■ **Stored items**:
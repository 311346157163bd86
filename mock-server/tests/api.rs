use axum::http::{self, Request, StatusCode};
use http_body_util::BodyExt;
use mock_server::{app, app_with_updates, DEFAULT_TOKEN};
use serde_json::{json, Value};
use tower::ServiceExt;

async fn body_json(response: axum::response::Response) -> Value {
    let bytes = response.into_body().collect().await.unwrap().to_bytes();
    serde_json::from_slice(&bytes).unwrap()
}

async fn body_bytes(response: axum::response::Response) -> bytes::Bytes {
    response.into_body().collect().await.unwrap().to_bytes()
}

fn bot_request(method: &str, query: &str, body: &str) -> Request<String> {
    let uri = if query.is_empty() {
        format!("/bot{DEFAULT_TOKEN}/{method}")
    } else {
        format!("/bot{DEFAULT_TOKEN}/{method}?{query}")
    };
    Request::builder()
        .method("POST")
        .uri(uri)
        .header(http::header::CONTENT_TYPE, "multipart/form-data")
        .body(body.to_string())
        .unwrap()
}

// --- getMe ---

#[tokio::test]
async fn get_me_returns_bot_user() {
    let resp = app(DEFAULT_TOKEN)
        .oneshot(bot_request("getMe", "", ""))
        .await
        .unwrap();

    assert_eq!(resp.status(), StatusCode::OK);
    let body = body_json(resp).await;
    assert_eq!(body["ok"], true);
    assert_eq!(body["result"]["is_bot"], true);
    assert_eq!(body["result"]["username"], "mock_bot");
}

#[tokio::test]
async fn wrong_token_is_unauthorized() {
    let resp = app("other:token")
        .oneshot(bot_request("getMe", "", ""))
        .await
        .unwrap();

    assert_eq!(resp.status(), StatusCode::UNAUTHORIZED);
    let body = body_json(resp).await;
    assert_eq!(body, json!({"ok": false, "error_code": 401, "description": "Unauthorized"}));
}

#[tokio::test]
async fn json_content_type_is_rejected() {
    let req = Request::builder()
        .method("POST")
        .uri(format!("/bot{DEFAULT_TOKEN}/getMe"))
        .header(http::header::CONTENT_TYPE, "application/json")
        .body(String::new())
        .unwrap();
    let resp = app(DEFAULT_TOKEN).oneshot(req).await.unwrap();

    assert_eq!(resp.status(), StatusCode::BAD_REQUEST);
}

#[tokio::test]
async fn unknown_method_is_not_found_envelope() {
    let resp = app(DEFAULT_TOKEN)
        .oneshot(bot_request("sendTelepathy", "", ""))
        .await
        .unwrap();

    assert_eq!(resp.status(), StatusCode::NOT_FOUND);
    let body = body_json(resp).await;
    assert_eq!(body["ok"], false);
    assert_eq!(body["description"], "Not Found: method not found");
}

#[tokio::test]
async fn unrouted_path_has_empty_body() {
    let req = Request::builder()
        .method("POST")
        .uri("/nowhere/at/all")
        .body(String::new())
        .unwrap();
    let resp = app(DEFAULT_TOKEN).oneshot(req).await.unwrap();

    assert_eq!(resp.status(), StatusCode::NOT_FOUND);
    assert!(body_bytes(resp).await.is_empty());
}

// --- sendMessage ---

#[tokio::test]
async fn send_message_echoes_text() {
    let resp = app(DEFAULT_TOKEN)
        .oneshot(bot_request("sendMessage", "chat_id=42&text=hello%20there", ""))
        .await
        .unwrap();

    assert_eq!(resp.status(), StatusCode::OK);
    let body = body_json(resp).await;
    assert_eq!(body["result"]["message_id"], 1);
    assert_eq!(body["result"]["chat"]["id"], 42);
    assert_eq!(body["result"]["text"], "hello there");
}

#[tokio::test]
async fn send_message_parses_reply_markup() {
    let resp = app(DEFAULT_TOKEN)
        .oneshot(bot_request(
            "sendMessage",
            "chat_id=1&text=x&reply_markup=%7B%22force_reply%22%3Atrue%7D",
            "",
        ))
        .await
        .unwrap();

    assert_eq!(resp.status(), StatusCode::OK);
    let body = body_json(resp).await;
    assert_eq!(body["result"]["reply_markup"], json!({"force_reply": true}));
}

#[tokio::test]
async fn send_message_without_text_is_bad_request() {
    let resp = app(DEFAULT_TOKEN)
        .oneshot(bot_request("sendMessage", "chat_id=42", ""))
        .await
        .unwrap();

    assert_eq!(resp.status(), StatusCode::BAD_REQUEST);
    let body = body_json(resp).await;
    assert_eq!(body["description"], "Bad Request: message text is empty");
}

// --- sendPhoto ---

#[tokio::test]
async fn send_photo_reports_body_size() {
    let resp = app(DEFAULT_TOKEN)
        .oneshot(bot_request("sendPhoto", "chat_id=7&caption=cat", "0123456789"))
        .await
        .unwrap();

    assert_eq!(resp.status(), StatusCode::OK);
    let body = body_json(resp).await;
    assert_eq!(body["result"]["photo"][0]["file_size"], 10);
    assert_eq!(body["result"]["caption"], "cat");
}

#[tokio::test]
async fn send_photo_without_body_is_bad_request() {
    let resp = app(DEFAULT_TOKEN)
        .oneshot(bot_request("sendPhoto", "chat_id=7", ""))
        .await
        .unwrap();

    assert_eq!(resp.status(), StatusCode::BAD_REQUEST);
}

// --- getUpdates ---

#[tokio::test]
async fn get_updates_honors_offset() {
    use tower::Service;

    let updates = vec![
        json!({"update_id": 1, "message": {"message_id": 1, "text": "a"}}),
        json!({"update_id": 2, "poll": {"id": "p"}}),
    ];
    let mut svc = app_with_updates(DEFAULT_TOKEN, updates).into_service();

    // all pending
    let resp = ServiceExt::ready(&mut svc)
        .await
        .unwrap()
        .call(bot_request("getUpdates", "", ""))
        .await
        .unwrap();
    let body = body_json(resp).await;
    assert_eq!(body["result"].as_array().unwrap().len(), 2);

    // confirm the first
    let resp = ServiceExt::ready(&mut svc)
        .await
        .unwrap()
        .call(bot_request("getUpdates", "offset=2", ""))
        .await
        .unwrap();
    let body = body_json(resp).await;
    assert_eq!(body["result"], json!([{"update_id": 2, "poll": {"id": "p"}}]));

    // confirmed updates are gone
    let resp = ServiceExt::ready(&mut svc)
        .await
        .unwrap()
        .call(bot_request("getUpdates", "", ""))
        .await
        .unwrap();
    let body = body_json(resp).await;
    assert_eq!(body["result"].as_array().unwrap().len(), 1);
}
//! Synchronous client core for a JSON/HTTP chat-bot API.
//!
//! # Overview
//! Builds `HttpRequest` values and parses `HttpResponse` values without
//! touching the network (host-does-IO pattern). A `Transport` executes the
//! round trip; `BotClient::invoke` chains build, execute and parse and is the
//! single primitive that per-operation wrappers are written against.
//!
//! # Design
//! - The platform speaks `snake_case`; callers see `camelCase`. `case` holds
//!   the recursive transform applied to outgoing query options and incoming
//!   results.
//! - `BotClient` is stateless. Every operation is a `POST` to
//!   `{base_url}/bot{token}/{operation}` with parameters in the query string
//!   and an optional pre-encoded multipart body.
//! - Responses are `{ok, result, description}` envelopes; `ok: false` turns
//!   into `ApiError::Api` whose message is the description.
//! - Incoming updates are classified into named events by `dispatch`.
//!   Updates fetched through `getUpdates` are already host-cased when they
//!   reach the dispatcher.

pub mod case;
pub mod client;
pub mod config;
pub mod dispatch;
pub mod envelope;
pub mod error;
pub mod http;
pub mod options;
pub mod query;
pub mod transport;
pub mod update;

pub use client::BotClient;
pub use config::ClientConfig;
pub use dispatch::{events, Dispatcher, Event, Topic};
pub use envelope::{Envelope, ResponseParameters};
pub use error::{ApiError, BoxError};
pub use http::{FormBody, HttpRequest, HttpResponse};
pub use options::CallOptions;
pub use transport::Transport;
#[cfg(feature = "ureq")]
pub use transport::UreqTransport;
pub use update::{MessageKind, Update, UpdateKind};
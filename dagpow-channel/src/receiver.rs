// Copyright (c) 2022 MASSA LABS <info@massa.net>

use std::{
    ops::{Deref, DerefMut},
    sync::Arc,
    time::{Duration, Instant},
};

use crossbeam::channel::{Receiver, RecvError, RecvTimeoutError, TryRecvError};

use crate::ChannelMetrics;

/// Receiving half of a [`crate::DagChannel`].
#[derive(Clone)]
pub struct DagReceiver<T> {
    pub(crate) receiver: Receiver<T>,
    pub(crate) name: String,
    pub(crate) metrics: Option<ChannelMetrics>,
    /// reference counter to know how many receiver are cloned
    pub(crate) ref_counter: Arc<()>,
}

impl<T> Drop for DagReceiver<T> {
    fn drop(&mut self) {
        if Arc::strong_count(&self.ref_counter) == 1 {
            // this is the last ref so we can unregister metrics
            if let Some(metrics) = &self.metrics {
                metrics.unregister();
            }
        }
    }
}

impl<T> DagReceiver<T> {
    fn on_received(&self) {
        if let Some(metrics) = &self.metrics {
            // use the len of the channel instead of dec() because
            // messages may also be taken through the Deref'd receiver in select!
            metrics.actual_len.set(self.receiver.len() as f64);
            metrics.received.inc();
        }
    }

    /// attempt to receive a message from the channel
    pub fn try_recv(&self) -> Result<T, TryRecvError> {
        let msg = self.receiver.try_recv()?;
        self.on_received();
        Ok(msg)
    }

    /// Block until a message arrives or every sender is dropped.
    pub fn recv(&self) -> Result<T, RecvError> {
        let msg = self.receiver.recv()?;
        self.on_received();
        Ok(msg)
    }

    /// Block for at most `timeout`.
    pub fn recv_timeout(&self, timeout: Duration) -> Result<T, RecvTimeoutError> {
        let msg = self.receiver.recv_timeout(timeout)?;
        self.on_received();
        Ok(msg)
    }

    /// Block until `deadline`.
    pub fn recv_deadline(&self, deadline: Instant) -> Result<T, RecvTimeoutError> {
        let msg = self.receiver.recv_deadline(deadline)?;
        self.on_received();
        Ok(msg)
    }

    /// Refresh the gauge after a message was taken through `select!`.
    pub fn update_metrics(&self) {
        self.on_received();
    }

    /// Name given at creation.
    pub fn name(&self) -> &str {
        &self.name
    }
}

impl<T> Deref for DagReceiver<T> {
    type Target = Receiver<T>;

    fn deref(&self) -> &Self::Target {
        &self.receiver
    }
}

impl<T> DerefMut for DagReceiver<T> {
    fn deref_mut(&mut self) -> &mut Self::Target {
        &mut self.receiver
    }
}
// Copyright (c) 2022 MASSA LABS <info@massa.net>

use std::{
    sync::Arc,
    time::{Duration, Instant},
};

use crossbeam::channel::Receiver;
use dagpow_channel::receiver::DagReceiver;
use dagpow_models::{Block, SyncStatus};
use dagpow_sync_exports::{
    test_exports::{FakeChain, FakePeers, MemoryBlockStore},
    SyncChannels, SyncConfig, SyncController, SyncEvent, SyncMessage,
};

use crate::start_sync_worker;

/// Configuration whose timer never fires during a test.
pub fn quiet_config() -> SyncConfig {
    SyncConfig {
        sync_start_delay: Duration::from_secs(3600),
        sync_interval: Duration::from_secs(3600),
        stop_timeout: Duration::from_secs(1),
        ..SyncConfig::default()
    }
}

/// Configuration running its first range sync cycle right away.
pub fn eager_config() -> SyncConfig {
    SyncConfig {
        sync_start_delay: Duration::from_millis(10),
        ..quiet_config()
    }
}

/// In-memory chain, storage and peers shared with the worker.
#[derive(Clone, Default)]
pub struct TestNetwork {
    pub chain: FakeChain,
    pub store: MemoryBlockStore,
    pub peers: FakePeers,
    pub status: Arc<SyncStatus>,
}

impl TestNetwork {
    pub fn new() -> Self {
        Self::default()
    }

    pub fn channels(&self) -> SyncChannels {
        SyncChannels {
            chain: Box::new(self.chain.clone()),
            store: Box::new(self.store.clone()),
            peers: Box::new(self.peers.clone()),
        }
    }
}

/// Start a sync worker, run `test` against it, then stop it.
pub fn sync_test<F>(cfg: SyncConfig, channels: SyncChannels, status: Arc<SyncStatus>, test: F)
where
    F: FnOnce(Box<dyn SyncController>, DagReceiver<SyncEvent>),
{
    let (mut manager, controller, events) = start_sync_worker(cfg, channels, status);
    test(controller, events);
    manager.stop();
}

pub fn new_block_message(block: &Block, ttl: u8) -> SyncMessage {
    SyncMessage::NewBlock {
        raw_block: block.raw().as_bytes().to_vec(),
        ttl,
    }
}

/// Messages already queued for a fake peer.
pub fn drain(receiver: &Receiver<SyncMessage>) -> Vec<SyncMessage> {
    receiver.try_iter().collect()
}

/// Poll `condition` until it holds or `timeout` elapses.
pub fn wait_until<F: Fn() -> bool>(timeout: Duration, condition: F) -> bool {
    let deadline = Instant::now() + timeout;
    while Instant::now() < deadline {
        if condition() {
            return true;
        }
        std::thread::sleep(Duration::from_millis(5));
    }
    condition()
}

■ **EXERCISE PROMPT**:
The required output is the set of lines from the first line of the data through the line that contains "async fn get_me_returns_bot_user()", transcribed exactly.

■ **RESPONSE TO THIS EXERCISE**:
repository 311346157163bd86
filename mock-server/tests/api.rs
use axum::http::{self, Request, StatusCode};
use http_body_util::BodyExt;
use mock_server::{app, app_with_updates, DEFAULT_TOKEN};
use serde_json::{json, Value};
use tower::ServiceExt;

async fn body_json(response: axum::response::Response) -> Value {
    let bytes = response.into_body().collect().await.unwrap().to_bytes();
    serde_json::from_slice(&bytes).unwrap()
}

async fn body_bytes(response: axum::response::Response) -> bytes::Bytes {
    response.into_body().collect().await.unwrap().to_bytes()
}

fn bot_request(method: &str, query: &str, body: &str) -> Request<String> {
    let uri = if query.is_empty() {
        format!("/bot{DEFAULT_TOKEN}/{method}")
    } else {
        format!("/bot{DEFAULT_TOKEN}/{method}?{query}")
    };
    Request::builder()
        .method("POST")
        .uri(uri)
        .header(http::header::CONTENT_TYPE, "multipart/form-data")
        .body(body.to_string())
        .unwrap()
}

// --- getMe ---

#[tokio::test]
async fn get_me_returns_bot_user() {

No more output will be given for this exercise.